Run Your Own Race

Powerful perspective about competition and the creative process from Jimmy Iovine at the Code conference. [1:20 excerpt]

EddyCue_JimmyIovineCode
transcript follows…

Kara Swisher: Who do you consider your competition in doing this? What you’re doing now? Is it Spotify?

Jimmy Iovine: You know when you’re making music, you don’t look at what’s going on in the studio next to you. You run your own race.
We’re creating something that has to have a feel, and we have to get it mainstream, we have to do a bunch of things at once. We don’t think about competition. We run our race. We market our race. We have a lot of information—Apple has a lot of information—about music, and what people listen to, and what they like, and who likes what. And, you know, hopefully we can use some of that, and we’re going to do everything we can, but competition is not how people who come from what I do think.
I mean yeah, all the labels and stuff like that, but what I’m talking about the creative process. You know, and every now and then, you know, I guess if Bruce Springsteen is in the studio, he’ll think about, you know, that… the U2 song that’s out, and say I’ve got to make one better, or the Stones with The Beatles, but we don’t think like that everyday. You know, you run… you try to do something different.
See, a lot of what goes on, like, you know, it’s interesting, because a lot of what goes on that I see in consumer electronics—and now that I’ve been involved in it, I’ve been somewhat successful—is you copy what somebody successful did. And that goes against everything that the creative process is. It’s embarrassing to copy, you know, if you’re really great, you know.
[emphasis added]

While I believe in learning from each other, and being inspired by the great work my friends and colleagues are doing; to copy, to be asked to copy, or to consistently use someone else’s work is the surest way to cauterize the soul of a creative person.

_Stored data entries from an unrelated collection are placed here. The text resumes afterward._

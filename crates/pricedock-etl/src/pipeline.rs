// Pipeline Orchestration
//
// One run moves through:
//
//   Idle -> ChainSeeded -> StoresPhase -> FactsPhase -> Reported -> Done
//
// with Failed reachable from every active state. Files are handled strictly
// one at a time in listing order. Every store directory is committed before
// the first price listing is opened, so fact foreign keys always resolve.
// The first failing file aborts the run.

use sqlx::PgPool;
use std::path::Path;
use std::time::{Duration, Instant};
use tracing::{error, info, warn};

use crate::config::EtlConfig;
use crate::error::{EtlError, Result};
use crate::feed::{FeedFile, FeedKind, FeedLocator, Fetcher};
use crate::models::{Chain, PriceFileContext, StoreBatch};
use crate::normalize::EntityNormalizer;
use crate::notify::Notifier;
use crate::parser::GzRecordStream;
use crate::storage::{DimensionStats, DimensionUpserter, FactLoadStats, FactLoader};

// ============================================================================
// Run State
// ============================================================================

#[derive(Debug, Clone, Copy, PartialEq, Eq)]
pub enum RunState {
    Idle,
    ChainSeeded,
    StoresPhase,
    FactsPhase,
    Reported,
    Done,
    Failed,
}

impl RunState {
    pub fn can_transition_to(self, next: RunState) -> bool {
        use RunState::*;
        matches!(
            (self, next),
            (Idle, ChainSeeded)
                | (ChainSeeded, StoresPhase)
                | (StoresPhase, FactsPhase)
                | (FactsPhase, Reported)
                | (Reported, Done)
                | (Idle | ChainSeeded | StoresPhase | FactsPhase | Reported, Failed)
        )
    }

    pub fn is_terminal(self) -> bool {
        matches!(self, RunState::Done | RunState::Failed)
    }
}

impl std::fmt::Display for RunState {
    fn fmt(&self, f: &mut std::fmt::Formatter<'_>) -> std::fmt::Result {
        let name = match self {
            RunState::Idle => "idle",
            RunState::ChainSeeded => "chain_seeded",
            RunState::StoresPhase => "stores_phase",
            RunState::FactsPhase => "facts_phase",
            RunState::Reported => "reported",
            RunState::Done => "done",
            RunState::Failed => "failed",
        };
        f.write_str(name)
    }
}

// ============================================================================
// Statistics and Reports
// ============================================================================

#[derive(Debug, Clone, Default, PartialEq, Eq)]
pub struct RunStats {
    pub store_files: usize,
    pub price_files: usize,
    pub cities_upserted: usize,
    pub stores_upserted: usize,
    pub price_rows: u64,
    pub products_created: u64,
    /// Listed files that are neither store directories nor price listings
    pub skipped_files: usize,
}

impl RunStats {
    fn add_dimensions(&mut self, stats: &DimensionStats) {
        self.store_files += 1;
        self.cities_upserted += stats.cities;
        self.stores_upserted += stats.stores;
    }

    fn add_facts(&mut self, stats: &FactLoadStats) {
        self.price_files += 1;
        self.price_rows += stats.rows;
        self.products_created += stats.products_created;
    }
}

/// Summary handed to the notifier after a successful run
#[derive(Debug, Clone)]
pub struct RunReport {
    pub chain_name: String,
    pub stats: RunStats,
    pub elapsed: Duration,
}

impl RunReport {
    pub fn subject(&self) -> String {
        format!("ETL Success: {}", self.chain_name)
    }

    pub fn body(&self) -> String {
        let minutes = self.elapsed.as_secs_f64() / 60.0;
        format!(
            "{} data pipeline - SUCCESS\n\n\
             Run time: {:.2} minutes\n\
             Store files processed: {}\n\
             Price files processed: {}\n\
             Total price rows inserted: {}\n",
            self.chain_name,
            minutes,
            self.stats.store_files,
            self.stats.price_files,
            self.stats.price_rows
        )
    }
}

/// Subject and body describing a failed run
pub fn failure_report(chain_name: &str, err: &EtlError) -> (String, String) {
    let subject = format!("ETL FAILED: {}", chain_name);
    let body = format!(
        "{} data pipeline - FAILED\n\n\
         Error kind: {}\n\
         Error details:\n{}\n",
        chain_name,
        err.kind(),
        err.chain()
    );
    (subject, body)
}

/// Send the failure report for `err`, logging delivery problems.
///
/// Also used for errors raised before an orchestrator exists.
pub async fn report_failure(notifier: &dyn Notifier, chain_name: &str, err: &EtlError) {
    let (subject, body) = failure_report(chain_name, err);
    if let Err(e) = notifier.notify(&subject, &body).await {
        error!(error = %e, "Failed to deliver failure report");
    }
}

/// Split listed files into store directories and price listings, keeping order
pub fn partition_feed(files: Vec<FeedFile>) -> (Vec<FeedFile>, Vec<FeedFile>, usize) {
    let mut stores = Vec::new();
    let mut prices = Vec::new();
    let mut skipped = 0;

    for file in files {
        match file.kind() {
            Some(FeedKind::Stores) => stores.push(file),
            Some(FeedKind::Prices) => prices.push(file),
            None => skipped += 1,
        }
    }

    (stores, prices, skipped)
}

// ============================================================================
// Orchestrator
// ============================================================================

pub struct PipelineOrchestrator {
    config: EtlConfig,
    normalizer: EntityNormalizer,
    dimensions: DimensionUpserter,
    facts: FactLoader,
    locator: Box<dyn FeedLocator>,
    fetcher: Box<dyn Fetcher>,
    notifier: Box<dyn Notifier>,
    state: RunState,
}

impl PipelineOrchestrator {
    pub fn new(
        pool: PgPool,
        config: EtlConfig,
        normalizer: EntityNormalizer,
        locator: Box<dyn FeedLocator>,
        fetcher: Box<dyn Fetcher>,
        notifier: Box<dyn Notifier>,
    ) -> Self {
        let dimensions = DimensionUpserter::with_chunk_size(pool, config.insert_chunk_size);
        let facts = FactLoader::new(dimensions.clone());

        Self {
            config,
            normalizer,
            dimensions,
            facts,
            locator,
            fetcher,
            notifier,
            state: RunState::Idle,
        }
    }

    pub fn state(&self) -> RunState {
        self.state
    }

    fn transition(&mut self, next: RunState) {
        if !self.state.can_transition_to(next) {
            warn!(from = %self.state, to = %next, "Unexpected pipeline state transition");
        }
        info!(from = %self.state, to = %next, "Pipeline state");
        self.state = next;
    }

    /// Execute one full run and report its outcome.
    ///
    /// Notification failures are logged and never change the result.
    pub async fn run(&mut self) -> Result<RunStats> {
        let started = Instant::now();
        let mut stats = RunStats::default();

        info!(chain_id = %self.config.chain.chain_id, "Starting price catalog run");

        match self.execute(&mut stats).await {
            Ok(()) => {
                self.transition(RunState::Reported);

                let report = RunReport {
                    chain_name: self.config.chain.chain_name.clone(),
                    stats: stats.clone(),
                    elapsed: started.elapsed(),
                };

                info!(
                    store_files = stats.store_files,
                    price_files = stats.price_files,
                    price_rows = stats.price_rows,
                    elapsed_secs = report.elapsed.as_secs(),
                    "Run completed"
                );

                if let Err(e) = self.notifier.notify(&report.subject(), &report.body()).await {
                    warn!(error = %e, "Failed to deliver success report");
                }

                self.transition(RunState::Done);
                Ok(stats)
            },
            Err(err) => {
                self.transition(RunState::Failed);
                error!(kind = err.kind(), error = %err.chain(), "Run failed");

                report_failure(self.notifier.as_ref(), &self.config.chain.chain_name, &err).await;

                Err(err)
            },
        }
    }

    async fn execute(&mut self, stats: &mut RunStats) -> Result<()> {
        let chain = Chain {
            chain_id: self.config.chain.chain_id.clone(),
            chain_name: self.config.chain.chain_name.clone(),
        };
        self.dimensions.seed_chain(&chain).await?;
        self.transition(RunState::ChainSeeded);

        let files = self.locator.locate().await?;
        let (store_files, price_files, skipped) = partition_feed(files);
        stats.skipped_files = skipped;

        info!(
            store_files = store_files.len(),
            price_files = price_files.len(),
            skipped,
            "Feed located"
        );

        self.transition(RunState::StoresPhase);
        for file in &store_files {
            let dim_stats = self.process_store_file(file).await?;
            stats.add_dimensions(&dim_stats);
        }

        self.transition(RunState::FactsPhase);
        for file in &price_files {
            let fact_stats = self.process_price_file(file).await?;
            stats.add_facts(&fact_stats);
        }

        Ok(())
    }

    async fn process_store_file(&self, file: &FeedFile) -> Result<DimensionStats> {
        info!(filename = %file.filename, "Processing store directory");

        let fetched = self.fetcher.fetch(file, FeedKind::Stores).await?;
        let result = self.load_store_file(&file.filename, &fetched.path).await;
        self.fetcher.release(fetched).await;
        result
    }

    async fn load_store_file(&self, filename: &str, path: &Path) -> Result<DimensionStats> {
        let records = GzRecordStream::open(path, FeedKind::Stores.record_tag())
            .map_err(|e| EtlError::parse(filename, e))?;

        let batch = StoreBatch::from_records(records, &self.config.chain.chain_id, &self.normalizer)
            .map_err(|e| EtlError::parse(filename, e))?;

        if batch.is_empty() {
            warn!(filename, "Store directory contains no stores");
        }

        self.dimensions.upsert_store_batch(&batch).await
    }

    async fn process_price_file(&self, file: &FeedFile) -> Result<FactLoadStats> {
        info!(filename = %file.filename, "Processing price listing");

        let ctx = PriceFileContext::for_file(
            &file.filename,
            &self.config.chain.chain_id,
            &self.config.chain.product_category,
            &self.normalizer,
        );
        if !file.filename.contains('-') {
            warn!(
                filename = %file.filename,
                store_id = %ctx.filename_store_id,
                "Filename has no store code; using fallback store"
            );
        }

        let fetched = self.fetcher.fetch(file, FeedKind::Prices).await?;
        let result = self.load_price_file(&ctx, &fetched.path).await;
        self.fetcher.release(fetched).await;
        result
    }

    async fn load_price_file(&self, ctx: &PriceFileContext, path: &Path) -> Result<FactLoadStats> {
        let records = GzRecordStream::open(path, FeedKind::Prices.record_tag())
            .map_err(|e| EtlError::parse(&ctx.filename, e))?;

        self.facts.load_price_file(records, ctx, &self.normalizer).await
    }
}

A creative person, in an overly busy, copy-cat environment, who is not given the freedom or space to daydream and create will enter fight or flight mode.

Thinking back on 25 years of ministry experience, I wish all my type A, results-oriented pastor friends could understand this.

This video is part of a larger discussion about Apple’s recent purchase of Beats and what that means for both companies. This excerpt is from the video, “Eddy Cue and Jimmy Iovine at the Code Conference.”